En el día de ayer, desde nuestra plataforma ContraparT Digital, compartimos una acción que, más allá de lo simbólico, está revestida de sensibilidad y humanidad: la entrega de asientos y herramientas de trabajo a un grupo de limpiabotas del parque. Sí, a esos hombres trabajadores que, con dignidad y humildad, ofrecen un servicio que ha sido parte de la tradición cultural de nuestros pueblos.
Sorprende —aunque no debería— que algunos comentarios en redes sociales estuvieran impregnados de veneno político, intentando empañar un gesto tan elemental como solidario. Otros, con una falsa suavidad, insinuaban que era mejor “darles un nombramiento”, como si no entendieran la profundidad y el valor del trabajo honesto, aunque no se haga detrás de un escritorio.

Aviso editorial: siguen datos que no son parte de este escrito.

//! Partition of a shared segment into flow zones bounded by convergence points.

use serde::{Deserialize, Serialize};

use crate::config::ZoneConfig;
use crate::convergence::ConvergencePoint;
use crate::course::{FlowPair, KmRange, Segment};
use crate::round_km;

#[derive(Clone, Copy, Debug, Serialize, Deserialize, PartialEq, Eq)]
#[serde(rename_all = "snake_case")]
pub enum BoundaryKind {
    SegmentEdge,
    Convergence,
    Split,
}

impl BoundaryKind {
    pub fn as_str(self) -> &'static str {
        match self {
            BoundaryKind::SegmentEdge => "segment_edge",
            BoundaryKind::Convergence => "convergence",
            BoundaryKind::Split => "split",
        }
    }
}

#[derive(Clone, Debug, Serialize, Deserialize, PartialEq)]
pub struct FlowZone {
    pub seg_id: String,
    pub event_a: String,
    pub event_b: String,
    pub zone_index: usize,
    pub start_fraction: f64,
    pub end_fraction: f64,
    pub zone_start_km_a: f64,
    pub zone_end_km_a: f64,
    pub zone_start_km_b: f64,
    pub zone_end_km_b: f64,
    pub start_kind: BoundaryKind,
    pub end_kind: BoundaryKind,
}

impl FlowZone {
    pub fn range_a(&self) -> KmRange {
        KmRange::new(self.zone_start_km_a, self.zone_end_km_a)
    }

    pub fn range_b(&self) -> KmRange {
        KmRange::new(self.zone_start_km_b, self.zone_end_km_b)
    }

    pub fn length_m(&self, segment: &Segment) -> f64 {
        (self.end_fraction - self.start_fraction) * segment.length_m()
    }
}

/// Boundary fractions after merging short gaps and splitting long ones.
pub(crate) fn boundaries(
    cp_fractions: &[f64],
    length_m: f64,
    config: &ZoneConfig,
) -> Vec<(f64, BoundaryKind)> {
    let mut kept = vec![(0.0, BoundaryKind::SegmentEdge)];
    for &f in cp_fractions {
        if f <= 0.0 || f >= 1.0 {
            continue;
        }
        let (last, _) = kept[kept.len() - 1];
        if (f - last) * length_m < config.min_zone_m {
            continue;
        }
        kept.push((f, BoundaryKind::Convergence));
    }
    // a short tail zone merges into its predecessor
    if kept.len() > 1 && (1.0 - kept[kept.len() - 1].0) * length_m < config.min_zone_m {
        kept.pop();
    }
    kept.push((1.0, BoundaryKind::SegmentEdge));

    let mut out = vec![kept[0]];
    for window in kept.windows(2) {
        let (f0, f1) = (window[0].0, window[1].0);
        let gap_m = (f1 - f0) * length_m;
        if gap_m > config.max_zone_m {
            let parts = (gap_m / config.target_zone_m).ceil() as usize;
            for k in 1..parts {
                out.push((
                    f0 + (f1 - f0) * k as f64 / parts as f64,
                    BoundaryKind::Split,
                ));
            }
        }
        out.push(window[1]);
    }
    out
}

/// Zones for one segment/event pair, indexed by ascending distance. No
/// convergence points means no zones.
pub fn build_zones(
    segment: &Segment,
    pair: &FlowPair,
    points: &[ConvergencePoint],
    config: &ZoneConfig,
) -> Vec<FlowZone> {
    let (Some(range_a), Some(range_b)) = (
        segment.range_for(&pair.event_a),
        segment.range_for(&pair.event_b),
    ) else {
        return Vec::new();
    };
    if points.is_empty() {
        return Vec::new();
    }
    let mut fractions: Vec<f64> = points.iter().map(|p| p.fraction).collect();
    fractions.sort_by(f64::total_cmp);

    let bounds = boundaries(&fractions, segment.length_m(), config);
    bounds
        .windows(2)
        .enumerate()
        .map(|(zone_index, w)| {
            let ((f0, start_kind), (f1, end_kind)) = (w[0], w[1]);
            FlowZone {
                seg_id: segment.seg_id.clone(),
                event_a: pair.event_a.clone(),
                event_b: pair.event_b.clone(),
                zone_index,
                start_fraction: f0,
                end_fraction: f1,
                zone_start_km_a: range_a.at_fraction(f0),
                zone_end_km_a: range_a.at_fraction(f1),
                zone_start_km_b: range_b.at_fraction(f0),
                zone_end_km_b: range_b.at_fraction(f1),
                start_kind,
                end_kind,
            }
        })
        .collect()
}

/// Kilometre bounds rounded to the metre for reporting.
pub fn display_bounds(zone: &FlowZone) -> [f64; 4] {
    [
        round_km(zone.zone_start_km_a),
        round_km(zone.zone_end_km_a),
        round_km(zone.zone_start_km_b),
        round_km(zone.zone_end_km_b),
    ]
}

#[cfg(test)]
mod tests {
    use super::*;
    use crate::course::fixtures::segment;

    fn point(fraction: f64) -> ConvergencePoint {
        ConvergencePoint {
            seg_id: "S".into(),
            event_a: "A".into(),
            event_b: "B".into(),
            cp_km: 0.0,
            cp_km_b: 0.0,
            fraction,
            crossings: 1,
        }
    }

    fn pair() -> FlowPair {
        FlowPair {
            seg_id: "S".into(),
            event_a: "A".into(),
            event_b: "B".into(),
        }
    }

    fn assert_contiguous(zones: &[FlowZone]) {
        assert_eq!(zones.first().unwrap().start_fraction, 0.0);
        assert_eq!(zones.last().unwrap().end_fraction, 1.0);
        for (i, w) in zones.windows(2).enumerate() {
            assert_eq!(w[0].end_fraction, w[1].start_fraction);
            assert_eq!(w[0].zone_index, i);
            assert!(w[0].end_fraction > w[0].start_fraction);
        }
    }

    #[test]
    fn convergence_points_bound_zones() {
        let seg = segment("S", 0.0, 0.4, 5.0, &["A", "B"]);
        let zones = build_zones(&seg, &pair(), &[point(0.5)], &ZoneConfig::default());
        assert_eq!(zones.len(), 2);
        assert_contiguous(&zones);
        assert_eq!(zones[0].end_kind, BoundaryKind::Convergence);
        assert_eq!(zones[1].start_kind, BoundaryKind::Convergence);
        assert!((zones[0].zone_end_km_a - 0.2).abs() < 1e-12);
    }

    #[test]
    fn close_points_merge_and_short_tail_folds_back() {
        let seg = segment("S", 0.0, 0.4, 5.0, &["A", "B"]);
        // 0.55 is 20 m after 0.5; 0.9 leaves a 40 m tail
        let zones = build_zones(
            &seg,
            &pair(),
            &[point(0.5), point(0.55), point(0.9)],
            &ZoneConfig::default(),
        );
        assert_eq!(zones.len(), 2);
        assert_contiguous(&zones);
        assert_eq!(zones[1].end_kind, BoundaryKind::SegmentEdge);
    }

    #[test]
    fn long_gaps_split_into_target_sized_parts() {
        let seg = segment("S", 1.0, 2.0, 5.0, &["A", "B"]);
        let zones = build_zones(&seg, &pair(), &[point(0.33)], &ZoneConfig::default());
        // 330 m -> 3 parts, 670 m -> 6 parts
        assert_eq!(zones.len(), 9);
        assert_contiguous(&zones);
        assert_eq!(zones[3].start_kind, BoundaryKind::Convergence);
        assert_eq!(zones[1].start_kind, BoundaryKind::Split);
        for zone in &zones {
            let len = zone.length_m(&seg);
            assert!(len <= 250.0 && len >= 50.0);
        }
    }

    #[test]
    fn per_event_axes_follow_their_own_ranges() {
        let mut seg = segment("S", 1.0, 1.2, 5.0, &["A", "B"]);
        seg.event_ranges
            .insert("B".into(), KmRange::new(11.0, 11.2));
        let zones = build_zones(&seg, &pair(), &[point(0.5)], &ZoneConfig::default());
        assert_eq!(display_bounds(&zones[1]), [1.1, 1.2, 11.1, 11.2]);
    }

    #[test]
    fn no_points_no_zones() {
        let seg = segment("S", 0.0, 1.0, 5.0, &["A", "B"]);
        assert!(build_zones(&seg, &pair(), &[], &ZoneConfig::default()).is_empty());
    }
}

En lo personal, y como lo he dicho en otras ocasiones, fui limpiabotas durante mi niñez y adolescencia, antes de aprender el oficio de la barbería. Sé bien que no se trata solo de lustrar zapatos, sino de ganarse la vida, de crear una red de confianza y clientela que con el tiempo se convierte en familia. Muchos, cientos, quizá miles de jóvenes, han logrado costear sus estudios gracias a este oficio, alcanzando títulos universitarios y forjando una mejor vida.
Entonces, ¿qué tiene de malo dignificar a quienes nunca han dejado de trabajar? ¿Por qué cuestionar una acción que, lejos del asistencialismo, impulsa el microempleo y reconoce la cultura del esfuerzo? No critiquemos por criticar. Dejemos de cabalgar sobre la ola de la politiquería barata, porque el pueblo no es tonto y sabe reconocer, en su justa dimensión, cuando las cosas se hacen con el corazón.